_The task_:
Among the records that follow, find each line holding the word "iter" and copy it.

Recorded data
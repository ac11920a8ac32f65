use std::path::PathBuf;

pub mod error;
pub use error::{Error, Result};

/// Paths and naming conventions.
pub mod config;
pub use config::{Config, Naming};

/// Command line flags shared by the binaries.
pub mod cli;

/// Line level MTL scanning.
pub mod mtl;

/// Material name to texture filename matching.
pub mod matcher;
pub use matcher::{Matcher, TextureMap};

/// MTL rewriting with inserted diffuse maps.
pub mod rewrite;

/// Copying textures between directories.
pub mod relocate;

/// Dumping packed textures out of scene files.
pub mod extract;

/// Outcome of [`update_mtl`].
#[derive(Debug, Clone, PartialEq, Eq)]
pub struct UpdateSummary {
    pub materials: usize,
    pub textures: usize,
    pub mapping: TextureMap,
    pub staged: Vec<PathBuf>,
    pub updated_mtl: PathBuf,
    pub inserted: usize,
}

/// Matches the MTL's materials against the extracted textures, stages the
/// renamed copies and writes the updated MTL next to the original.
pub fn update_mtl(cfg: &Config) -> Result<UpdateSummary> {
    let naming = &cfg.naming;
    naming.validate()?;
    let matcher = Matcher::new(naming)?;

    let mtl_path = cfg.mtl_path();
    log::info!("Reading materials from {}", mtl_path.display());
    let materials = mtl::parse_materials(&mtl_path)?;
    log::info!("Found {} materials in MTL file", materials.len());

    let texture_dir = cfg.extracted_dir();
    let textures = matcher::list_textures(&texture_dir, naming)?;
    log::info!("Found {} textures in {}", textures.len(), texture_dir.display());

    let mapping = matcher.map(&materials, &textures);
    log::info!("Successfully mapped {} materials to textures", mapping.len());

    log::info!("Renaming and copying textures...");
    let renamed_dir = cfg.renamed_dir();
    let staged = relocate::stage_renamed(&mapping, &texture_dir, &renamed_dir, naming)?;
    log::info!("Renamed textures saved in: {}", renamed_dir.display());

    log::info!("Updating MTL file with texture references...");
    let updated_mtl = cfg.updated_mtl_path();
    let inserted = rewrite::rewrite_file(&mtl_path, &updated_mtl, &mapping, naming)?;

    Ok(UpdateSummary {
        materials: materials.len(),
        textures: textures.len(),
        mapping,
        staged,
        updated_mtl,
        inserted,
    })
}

--

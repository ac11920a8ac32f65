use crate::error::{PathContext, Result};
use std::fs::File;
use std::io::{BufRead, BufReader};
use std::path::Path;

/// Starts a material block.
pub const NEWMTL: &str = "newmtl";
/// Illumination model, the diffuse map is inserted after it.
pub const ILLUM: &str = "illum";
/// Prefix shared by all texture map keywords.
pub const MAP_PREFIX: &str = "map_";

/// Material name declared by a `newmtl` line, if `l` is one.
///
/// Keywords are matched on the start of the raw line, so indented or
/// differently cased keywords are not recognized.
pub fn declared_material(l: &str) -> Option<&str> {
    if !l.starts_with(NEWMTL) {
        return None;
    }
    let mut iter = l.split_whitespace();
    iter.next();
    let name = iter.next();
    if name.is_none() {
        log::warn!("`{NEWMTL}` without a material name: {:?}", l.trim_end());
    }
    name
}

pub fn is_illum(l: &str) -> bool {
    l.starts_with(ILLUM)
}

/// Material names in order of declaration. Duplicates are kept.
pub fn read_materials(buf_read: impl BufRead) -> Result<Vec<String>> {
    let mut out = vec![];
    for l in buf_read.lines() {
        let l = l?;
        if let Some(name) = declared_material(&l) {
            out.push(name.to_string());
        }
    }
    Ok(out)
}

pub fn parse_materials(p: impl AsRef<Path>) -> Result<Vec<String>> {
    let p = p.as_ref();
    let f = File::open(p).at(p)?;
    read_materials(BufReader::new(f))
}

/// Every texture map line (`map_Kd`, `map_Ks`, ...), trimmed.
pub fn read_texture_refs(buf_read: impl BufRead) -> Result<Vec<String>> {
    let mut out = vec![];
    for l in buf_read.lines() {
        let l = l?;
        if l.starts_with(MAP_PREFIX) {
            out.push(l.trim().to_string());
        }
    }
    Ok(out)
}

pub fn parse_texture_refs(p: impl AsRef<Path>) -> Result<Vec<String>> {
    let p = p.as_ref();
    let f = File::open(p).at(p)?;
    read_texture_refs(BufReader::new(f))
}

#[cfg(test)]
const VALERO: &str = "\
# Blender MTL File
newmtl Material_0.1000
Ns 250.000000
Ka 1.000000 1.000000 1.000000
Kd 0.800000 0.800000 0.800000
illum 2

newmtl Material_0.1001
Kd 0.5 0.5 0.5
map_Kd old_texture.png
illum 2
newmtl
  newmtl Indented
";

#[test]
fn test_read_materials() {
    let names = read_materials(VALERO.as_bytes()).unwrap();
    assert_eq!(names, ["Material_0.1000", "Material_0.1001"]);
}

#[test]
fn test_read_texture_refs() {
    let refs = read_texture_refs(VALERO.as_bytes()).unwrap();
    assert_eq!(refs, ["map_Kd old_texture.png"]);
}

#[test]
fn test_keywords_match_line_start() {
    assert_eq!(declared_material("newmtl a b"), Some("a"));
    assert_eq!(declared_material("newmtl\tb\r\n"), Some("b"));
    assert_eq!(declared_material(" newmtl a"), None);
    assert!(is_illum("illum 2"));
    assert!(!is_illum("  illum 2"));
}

_Task response_:
    let mut iter = l.split_whitespace();
    iter.next();
    let name = iter.next();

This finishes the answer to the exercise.